Patients with oncologic indication tof IRI were included. Blood sample 15 min after the infusion was collected . IRI, SN-38 and SN-38G concentrations in plasma were measured by high-performance liquid chromatography. The polymorphisms of UGT1A1, CYP3A and DYPD were assessed. Pharmacokinetics ratios were compared between toxicity groups and genotypes by Mann-Whitney test. Quantitative variables were associated with Spearman correlation analysis. The evaluation of [SN38]/IRI dose ratio cut-offs for identifying any severe adverse event and diarrhea was set using area under the ROC curve.
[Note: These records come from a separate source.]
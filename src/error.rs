//! Error types for the lookahead packer.

use std::time::Duration;

use thiserror::Error;

/// Result type alias for crate operations.
pub type Result<T> = std::result::Result<T, Error>;

/// Validation error for item, orientation and container data.
#[derive(Debug, Clone, PartialEq, Eq, Error)]
pub enum ValidationError {
    #[error("Invalid dimension: {0}")]
    InvalidDimension(String),
    #[error("Invalid orientation: {0}")]
    InvalidOrientation(String),
    #[error("Invalid container: {0}")]
    InvalidContainer(String),
}

/// Failure reported by a lookahead accelerator.
///
/// Always recoverable: the session falls back to the in-process evaluator.
#[derive(Debug, Clone, PartialEq, Eq, Error)]
pub enum AcceleratorError {
    /// The accelerator could not be reached or refused the call.
    #[error("Accelerator unavailable: {0}")]
    Unavailable(String),

    /// The accelerator did not answer within its time budget.
    #[error("Accelerator timed out after {0:?}")]
    Timeout(Duration),

    /// The accelerator answered with something that cannot be interpreted.
    #[error("Malformed accelerator response: {0}")]
    Malformed(String),
}

/// Errors that can occur while building or querying packing results.
#[derive(Debug, Error)]
pub enum Error {
    /// Invalid input data.
    #[error(transparent)]
    Validation(#[from] ValidationError),

    /// Query that needs at least one packed box.
    #[error("Packed box list is empty")]
    EmptyBoxList,

    /// A packed item lies outside its container or overlaps another item.
    #[error("Invalid placement: {0}")]
    InvalidPlacement(String),

    /// Serialization failed.
    #[error("Serialization error: {0}")]
    Serialization(#[from] serde_json::Error),

    /// Accelerator failure surfaced directly to the caller.
    #[error(transparent)]
    Accelerator(#[from] AcceleratorError),
}
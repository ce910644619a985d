//! Packed results: placed items and the boxes holding them.
//!
//! All derived quantities (weights, volumes, utilisation) are recomputed from the
//! current contents on every call.

use std::slice;
use std::sync::Arc;

use crate::error::{Error, Result, ValidationError};
use crate::geometry::{Orientation, inside_container, intersects};
use crate::model::{Container, Item};
use crate::types::{Dimensional, Dimensions, Weighted};

/// An item placed at a position in a specific orientation.
#[derive(Clone, Debug, PartialEq, Eq, Hash)]
pub struct PackedItem {
    orientation: Orientation,
    position: (u32, u32, u32),
}

impl PackedItem {
    /// Creates a packed item from explicit rotated dimensions.
    ///
    /// # Returns
    /// `Err(ValidationError::InvalidOrientation)` if `dims` is not a rotation of the item
    pub fn new(
        item: Arc<Item>,
        position: (u32, u32, u32),
        dims: Dimensions,
    ) -> std::result::Result<Self, ValidationError> {
        Ok(Self::from_orientation(Orientation::new(item, dims)?, position))
    }

    /// Places an orientation at `position`.
    pub fn from_orientation(orientation: Orientation, position: (u32, u32, u32)) -> Self {
        Self {
            orientation,
            position,
        }
    }

    /// The packed item as supplied.
    pub fn item(&self) -> &Arc<Item> {
        self.orientation.item()
    }

    /// The orientation the item was packed in.
    pub fn orientation(&self) -> &Orientation {
        &self.orientation
    }

    /// Position (x, y, z) of the lower left front corner.
    pub fn position(&self) -> (u32, u32, u32) {
        self.position
    }

    pub fn x(&self) -> u32 {
        self.position.0
    }

    pub fn y(&self) -> u32 {
        self.position.1
    }

    pub fn z(&self) -> u32 {
        self.position.2
    }
}

impl Dimensional for PackedItem {
    fn dimensions(&self) -> Dimensions {
        self.orientation.dimensions()
    }
}

impl Weighted for PackedItem {
    fn weight(&self) -> u32 {
        self.orientation.weight()
    }
}

/// Packed items in insertion order.
#[derive(Clone, Debug, Default, PartialEq, Eq)]
pub struct PackedItemList {
    items: Vec<PackedItem>,
}

impl PackedItemList {
    pub fn new() -> Self {
        Self::default()
    }

    /// Appends a packed item.
    pub fn insert(&mut self, item: PackedItem) {
        self.items.push(item);
    }

    /// Number of packed items.
    pub fn count(&self) -> usize {
        self.items.len()
    }

    pub fn is_empty(&self) -> bool {
        self.items.is_empty()
    }

    pub fn iter(&self) -> slice::Iter<'_, PackedItem> {
        self.items.iter()
    }

    /// Read-only view of the first `k` items (fewer if the list is shorter).
    pub fn top_n(&self, k: usize) -> &[PackedItem] {
        &self.items[..k.min(self.items.len())]
    }

    /// Total volume of the packed orientations.
    pub fn volume(&self) -> u64 {
        self.items.iter().map(|i| i.volume()).sum()
    }

    /// Total weight of the packed items.
    pub fn weight(&self) -> u64 {
        self.items.iter().map(|i| u64::from(i.weight())).sum()
    }
}

impl FromIterator<PackedItem> for PackedItemList {
    fn from_iter<T: IntoIterator<Item = PackedItem>>(iter: T) -> Self {
        Self {
            items: iter.into_iter().collect(),
        }
    }
}

impl<'a> IntoIterator for &'a PackedItemList {
    type Item = &'a PackedItem;
    type IntoIter = slice::Iter<'a, PackedItem>;

    fn into_iter(self) -> Self::IntoIter {
        self.items.iter()
    }
}

/// A container together with the items packed into it.
#[derive(Clone, Debug, PartialEq, Eq)]
pub struct PackedBox {
    container: Container,
    items: PackedItemList,
}

impl PackedBox {
    /// Creates a packed box after checking that every item lies inside the container and
    /// that no two items share space.
    ///
    /// Weight limits are not checked here; they are a concern of the placement engine.
    pub fn new(container: Container, items: PackedItemList) -> Result<Self> {
        let packed = Self { container, items };
        packed.assert_packing_complies_with_real_world()?;
        Ok(packed)
    }

    /// Creates a packed box holding no items.
    pub fn empty(container: Container) -> Self {
        Self {
            container,
            items: PackedItemList::new(),
        }
    }

    pub fn container(&self) -> &Container {
        &self.container
    }

    pub fn items(&self) -> &PackedItemList {
        &self.items
    }

    /// Adds an item, rejecting placements outside the box or overlapping other items.
    pub fn insert(&mut self, item: PackedItem) -> Result<()> {
        self.check_bounds(&item)?;
        if let Some(other) = self.items.iter().find(|other| intersects(other, &item)) {
            return Err(overlap_error(other, &item));
        }
        self.items.insert(item);
        Ok(())
    }

    /// Packed weight: empty container plus items.
    pub fn total_weight(&self) -> u64 {
        u64::from(self.container.empty_weight) + self.item_weight()
    }

    /// Weight of the items only.
    pub fn item_weight(&self) -> u64 {
        self.items.weight()
    }

    /// Weight that can still be added before reaching the container's limit.
    ///
    /// Negative if the box is already overweight.
    pub fn remaining_weight(&self) -> i64 {
        i64::from(self.container.max_weight) - self.total_weight() as i64
    }

    /// Furthest extent of the items along the width axis.
    pub fn used_width(&self) -> u32 {
        self.items
            .iter()
            .map(|i| i.x() + i.dimensions().width)
            .max()
            .unwrap_or(0)
    }

    /// Furthest extent of the items along the length axis.
    pub fn used_length(&self) -> u32 {
        self.items
            .iter()
            .map(|i| i.y() + i.dimensions().length)
            .max()
            .unwrap_or(0)
    }

    /// Furthest extent of the items along the depth axis.
    pub fn used_depth(&self) -> u32 {
        self.items
            .iter()
            .map(|i| i.z() + i.dimensions().depth)
            .max()
            .unwrap_or(0)
    }

    pub fn remaining_width(&self) -> u32 {
        self.container.inner.width.saturating_sub(self.used_width())
    }

    pub fn remaining_length(&self) -> u32 {
        self.container.inner.length.saturating_sub(self.used_length())
    }

    pub fn remaining_depth(&self) -> u32 {
        self.container.inner.depth.saturating_sub(self.used_depth())
    }

    pub fn inner_volume(&self) -> u64 {
        self.container.inner_volume()
    }

    /// Sum of the volumes of the packed orientations.
    pub fn used_volume(&self) -> u64 {
        self.items.volume()
    }

    pub fn unused_volume(&self) -> u64 {
        self.inner_volume().saturating_sub(self.used_volume())
    }

    /// Percentage of the inner volume occupied by items, rounded to one decimal.
    pub fn volume_utilisation(&self) -> f64 {
        let inner = self.inner_volume().max(1);
        round_one_decimal(self.used_volume() as f64 / inner as f64 * 100.0)
    }

    fn check_bounds(&self, item: &PackedItem) -> Result<()> {
        if inside_container(item, &self.container) {
            return Ok(());
        }
        let (x, y, z) = item.position();
        Err(Error::InvalidPlacement(format!(
            "'{}' ({}) at ({x}, {y}, {z}) exceeds the inner dimensions {} of '{}'",
            item.item().description,
            item.dimensions(),
            self.container.inner,
            self.container.reference
        )))
    }

    fn assert_packing_complies_with_real_world(&self) -> Result<()> {
        let items: Vec<&PackedItem> = self.items.iter().collect();
        for (idx, item) in items.iter().enumerate() {
            self.check_bounds(item)?;
            if let Some(other) = items[idx + 1..].iter().find(|other| intersects(other, item)) {
                return Err(overlap_error(other, item));
            }
        }
        Ok(())
    }
}

fn overlap_error(a: &PackedItem, b: &PackedItem) -> Error {
    Error::InvalidPlacement(format!(
        "'{}' at {:?} overlaps '{}' at {:?}",
        a.item().description,
        a.position(),
        b.item().description,
        b.position()
    ))
}

pub(crate) fn round_one_decimal(value: f64) -> f64 {
    (value * 10.0).round() / 10.0
}

#[cfg(test)]
mod tests {
    use super::*;
    use crate::types::Rotation;

    fn item(description: &str, dims: (u32, u32, u32), weight: u32) -> Arc<Item> {
        Arc::new(Item::new(description, dims.into(), weight, Rotation::BestFit).unwrap())
    }

    fn container(
        outer: (u32, u32, u32),
        empty_weight: u32,
        inner: (u32, u32, u32),
        max_weight: u32,
    ) -> Container {
        Container::new("Box", outer.into(), empty_weight, inner.into(), max_weight).unwrap()
    }

    fn single_item_box() -> PackedBox {
        let packed = PackedItem::new(
            item("Item", (4, 10, 10), 10),
            (0, 0, 0),
            Dimensions::new(4, 10, 10),
        )
        .unwrap();
        PackedBox::new(
            container((10, 10, 20), 10, (10, 10, 20), 10),
            std::iter::once(packed).collect(),
        )
        .unwrap()
    }

    #[test]
    fn packed_box_getters() {
        let packed = PackedItem::new(
            item("Item", (230, 330, 6), 320),
            (0, 0, 0),
            Dimensions::new(230, 330, 6),
        )
        .unwrap();
        let packed_box = PackedBox::new(
            container((370, 375, 60), 140, (364, 374, 40), 3000),
            std::iter::once(packed).collect(),
        )
        .unwrap();

        assert_eq!(packed_box.total_weight(), 460);
        assert_eq!(packed_box.remaining_width(), 134);
        assert_eq!(packed_box.remaining_length(), 44);
        assert_eq!(packed_box.remaining_depth(), 34);
        assert_eq!(packed_box.remaining_weight(), 2540);
        assert_eq!(packed_box.inner_volume(), 5_445_440);
    }

    #[test]
    fn volume_utilisation_of_single_item() {
        let packed_box = single_item_box();
        assert_eq!(packed_box.used_volume(), 400);
        assert_eq!(packed_box.unused_volume(), 1600);
        assert_eq!(packed_box.volume_utilisation(), 20.0);
    }

    #[test]
    fn item_weight_excludes_container() {
        let packed_box = single_item_box();
        assert_eq!(packed_box.item_weight(), 10);
        assert_eq!(packed_box.total_weight(), 20);
        assert_eq!(packed_box.remaining_weight(), -10);
    }

    #[test]
    fn derived_values_follow_inserts() {
        let mut packed_box = single_item_box();
        let second = PackedItem::new(
            item("Second", (6, 10, 10), 5),
            (4, 0, 0),
            Dimensions::new(6, 10, 10),
        )
        .unwrap();
        packed_box.insert(second).unwrap();

        assert_eq!(packed_box.used_volume(), 1000);
        assert_eq!(packed_box.volume_utilisation(), 50.0);
        assert_eq!(packed_box.used_width(), 10);
        assert_eq!(packed_box.total_weight(), 25);
    }

    #[test]
    fn rejects_item_outside_container() {
        let packed = PackedItem::new(
            item("Item", (4, 10, 10), 10),
            (7, 0, 0),
            Dimensions::new(4, 10, 10),
        )
        .unwrap();
        let result = PackedBox::new(
            container((10, 10, 20), 0, (10, 10, 20), 100),
            std::iter::once(packed).collect(),
        );
        assert!(matches!(result, Err(Error::InvalidPlacement(_))));
    }

    #[test]
    fn rejects_overlapping_items() {
        let mut packed_box = single_item_box();
        let overlapping = PackedItem::new(
            item("Other", (4, 10, 10), 10),
            (2, 0, 5),
            Dimensions::new(4, 10, 10),
        )
        .unwrap();
        assert!(matches!(
            packed_box.insert(overlapping),
            Err(Error::InvalidPlacement(_))
        ));
        assert_eq!(packed_box.items().count(), 1);
    }

    #[test]
    fn packed_item_rejects_foreign_dimensions() {
        let result = PackedItem::new(item("Item", (4, 10, 10), 1), (0, 0, 0), (4, 4, 10).into());
        assert!(matches!(result, Err(ValidationError::InvalidOrientation(_))));
    }

    #[test]
    fn top_n_is_a_view_in_insertion_order() {
        let list: PackedItemList = (0..5u32)
            .map(|i| {
                PackedItem::new(
                    item(&format!("Item {i}"), (1, 1, 1), i),
                    (i, 0, 0),
                    Dimensions::new(1, 1, 1),
                )
                .unwrap()
            })
            .collect();

        let top = list.top_n(3);
        assert_eq!(top.len(), 3);
        assert_eq!(top[0].item().description, "Item 0");
        assert_eq!(top[2].item().description, "Item 2");
        assert_eq!(list.top_n(10).len(), 5);
        assert_eq!(list.count(), 5);
        assert_eq!(list.weight(), 10);
    }
}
A P-value of ≤ 0.05 was considered statistically significant.

Results

Forty-three patients were included from 2019 to 2020. The frequency of grade 3 or 4 (G3/4) adverse events (AE) was 39.5%. UGT1A1*28/*28 was detected in 9,3%. UGT1A1 activity showed 34.9% as extensive, 51.2% intermediate and 9.3% reduced. CYP3A activity showed: 4,7% as slow, 58,1% were intermediate and 34,9% were extensive metabolizers. SN 38/IRI dose ratio was higher in patients with G3/4 AE with a median of 0.1 versus 0.049 p <0.00001. [SN38]/IRI dose ratio had area under the ROC curve of 0.823 to detect any G3/4 AE and 0.833 to detect severe diarrhea. In patients with reduced UGT1A1 activity 75% had severe diarrhea.

Conclusions

A brazilian population with pharmacogenetic, and pharmacokinetic data was characterized. The measuremet of the SN38/IRI dose showed a significant correlation with serious adverse events and showed good results as a diagnostic tool, with high sensitivity and specificity. Reduced UGT1A1 activity was related to severe diarrhea.

Clinical trial identification

Editorial acknowledgement

Legal entity responsible for the study

The authors.

Funding

Has not received any funding.

Disclosure

All authors have declared no conflicts of interest.